Our hydrographical charts are correct enough to guide safely into and out of port any shipmaster who will sound, and can take an angle. As, however, the navigation is easy, so accidents are common. Any land-lubber could steer a ship from Bombay to Karachi (Kurrachee), and yet how many have been lost! Often, too, it is in seamanship as in horsemanship, when the best receive the most and the heaviest falls. In May 1857 the Jonas, belonging to Messrs Vidal, was sunk by mistaking Chumbi Island for its neighbour Bawi. Three or four days afterwards the Storm King of Salem, Messrs Bertram, ran aground whilst hugging Chumbi in order to distance a rival. The number of reefs and shoals render it always unadvisable to enter the port at night, and in the heaviest weather safe riding-ground is found between Zanzibar Island and the continent.
ZANZIBAR FROM THE SEA.
Vessels from the south making Zanzibar in the N.E. monsoon, the trade-wind of December to March, leave Europa Island to the west, and the Comoro group and S. Juan de Nova on the east. Keeping well in mid-channel, they head straight for Mafiyah. They hug Point Puna, avoiding Latham’s Bank,[[37]] and they work up by Kwale and the Chumbi Island. Ships from the north have only to run down the mid-channel, between Pemba and the continent, and then to pass west of Tumbatu. Those sailing southward from Zanzibar at this season pass along-shore, down the Mozambique Channel. Vessels from the south making Zanzibar in May to September, the height of the S.W. monsoon—the anti-N.E. trade—sail up the same passage.
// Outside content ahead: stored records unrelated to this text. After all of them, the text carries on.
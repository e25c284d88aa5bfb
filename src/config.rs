//! Application configuration.
//!
//! Centralizes the constants of the web app. API settings live in
//! `azcert_core::config`.

use crate::models::Route;

// =============================================================================
// Application Metadata
// =============================================================================

/// Company name shown in the header.
pub const APP_NAME: &str = "AZ International";

/// Tagline shown under the header.
pub const APP_TAGLINE: &str = "Non-Destructive Testing & Inspection Services";

/// Public contact address shown on the contact page.
pub const CONTACT_EMAIL: &str = "info@azinternational-eg.com";

// =============================================================================
// Network Configuration
// =============================================================================

/// Fetch request timeout in milliseconds.
pub const FETCH_TIMEOUT_MS: i32 = 15000;

/// Minimum gap between two verification searches, in milliseconds.
pub const SEARCH_THROTTLE_MS: f64 = 300.0;

// =============================================================================
// Upload Configuration
// =============================================================================

/// File types offered by the bulk upload picker.
pub const UPLOAD_ACCEPT: &str = ".xlsx,.xls";

// =============================================================================
// Navigation
// =============================================================================

/// Header navigation entries.
pub fn nav_links() -> [(&'static str, Route); 3] {
    [
        ("Verify", Route::Verify),
        ("Admin", Route::Admin),
        ("Contact", Route::Contact),
    ]
}
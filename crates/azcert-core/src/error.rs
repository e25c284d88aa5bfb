//! Error types for the data-access layer.
//!
//! - [`ApiError`] - user-facing failure of a certificate operation
//! - [`TransportError`] - failure below HTTP (connection, request building)
//!
//! `ApiError` messages are written for direct display in a toast or alert.
//! They never carry raw server detail.

use thiserror::Error;

/// Message shown for any transport-level failure.
pub const NETWORK_ERROR_MESSAGE: &str =
    "Network error. Please check your connection and try again.";

/// Message shown for HTTP 500 on every operation.
pub const SERVER_ERROR_MESSAGE: &str = "Server error. Please try again later or contact support.";

/// Category of an [`ApiError`].
#[derive(Debug, Clone, Copy, PartialEq, Eq, Hash)]
pub enum ErrorKind {
    Validation,
    Permission,
    NotFound,
    Conflict,
    Server,
    Network,
    Retryable,
}

/// A failed certificate operation, categorized for the caller.
#[derive(Debug, Clone, PartialEq, Eq, Error)]
pub enum ApiError {
    /// Request body rejected (HTTP 400).
    #[error("{0}")]
    Validation(String),
    /// Caller lacks permission (HTTP 401/403).
    #[error("{0}")]
    Permission(String),
    /// Record does not exist (HTTP 404 on single-record operations).
    #[error("{0}")]
    NotFound(String),
    /// Duplicate serial number (HTTP 409).
    #[error("{0}")]
    Conflict(String),
    /// Backend failure (HTTP 500).
    #[error("{0}")]
    Server(String),
    /// The request never produced an HTTP response.
    #[error("{0}")]
    Network(String),
    /// Any other failure; the user may simply try again.
    #[error("{0}")]
    Retryable(String),
}

impl ApiError {
    /// Network error with the standard connectivity message.
    pub fn network() -> Self {
        Self::Network(NETWORK_ERROR_MESSAGE.to_string())
    }

    pub fn kind(&self) -> ErrorKind {
        match self {
            Self::Validation(_) => ErrorKind::Validation,
            Self::Permission(_) => ErrorKind::Permission,
            Self::NotFound(_) => ErrorKind::NotFound,
            Self::Conflict(_) => ErrorKind::Conflict,
            Self::Server(_) => ErrorKind::Server,
            Self::Network(_) => ErrorKind::Network,
            Self::Retryable(_) => ErrorKind::Retryable,
        }
    }

    /// The display message.
    pub fn message(&self) -> &str {
        match self {
            Self::Validation(m)
            | Self::Permission(m)
            | Self::NotFound(m)
            | Self::Conflict(m)
            | Self::Server(m)
            | Self::Network(m)
            | Self::Retryable(m) => m,
        }
    }
}

impl From<TransportError> for ApiError {
    fn from(_: TransportError) -> Self {
        Self::network()
    }
}

/// Failure below the HTTP layer.
#[derive(Debug, Clone, PartialEq, Eq, Error)]
pub enum TransportError {
    /// The request could not be built (bad URL, unserializable body).
    #[error("failed to create request: {0}")]
    RequestCreationFailed(String),
    /// Connection, DNS, TLS or CORS failure.
    #[error("network error: {0}")]
    Network(String),
    /// The response body could not be read.
    #[error("failed to read response")]
    ResponseReadFailed,
}

#[cfg(test)]
mod tests {
    use super::*;

    #[test]
    fn test_transport_error_becomes_network_error() {
        let err: ApiError = TransportError::Network("dns lookup failed".into()).into();
        assert_eq!(err.kind(), ErrorKind::Network);
        assert_eq!(err.to_string(), NETWORK_ERROR_MESSAGE);
        assert!(!err.message().contains("dns"));
    }

    #[test]
    fn test_display_is_message() {
        let err = ApiError::Conflict("duplicate".into());
        assert_eq!(err.to_string(), "duplicate");
        assert_eq!(err.message(), "duplicate");
        assert_eq!(err.kind(), ErrorKind::Conflict);
    }
}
They must beware of falling to leeward; and those that neglect ‘lead and look-out’ are ever liable to be carried northwards to Pemba by the counter-current before mentioned, which may, however, now be a wind-current. At this season ship-masters missing the mark have sometimes made 3° to 4° of easting, and have preferred beating down to Mafiyah and running up again, rather than face the ridicule of appearing viâ the northern passage. Those leaving the Island in the S.W. monsoon stand north up channel, well out in E. lon. 9° 42′ to 43′, beat south of Cape Delgado, pass between the Comoro group and the mainland, and thus catch the Mozambique gulfstream. The brises solaires blow strongest off Madagascar in June and July. They fall light in August and September.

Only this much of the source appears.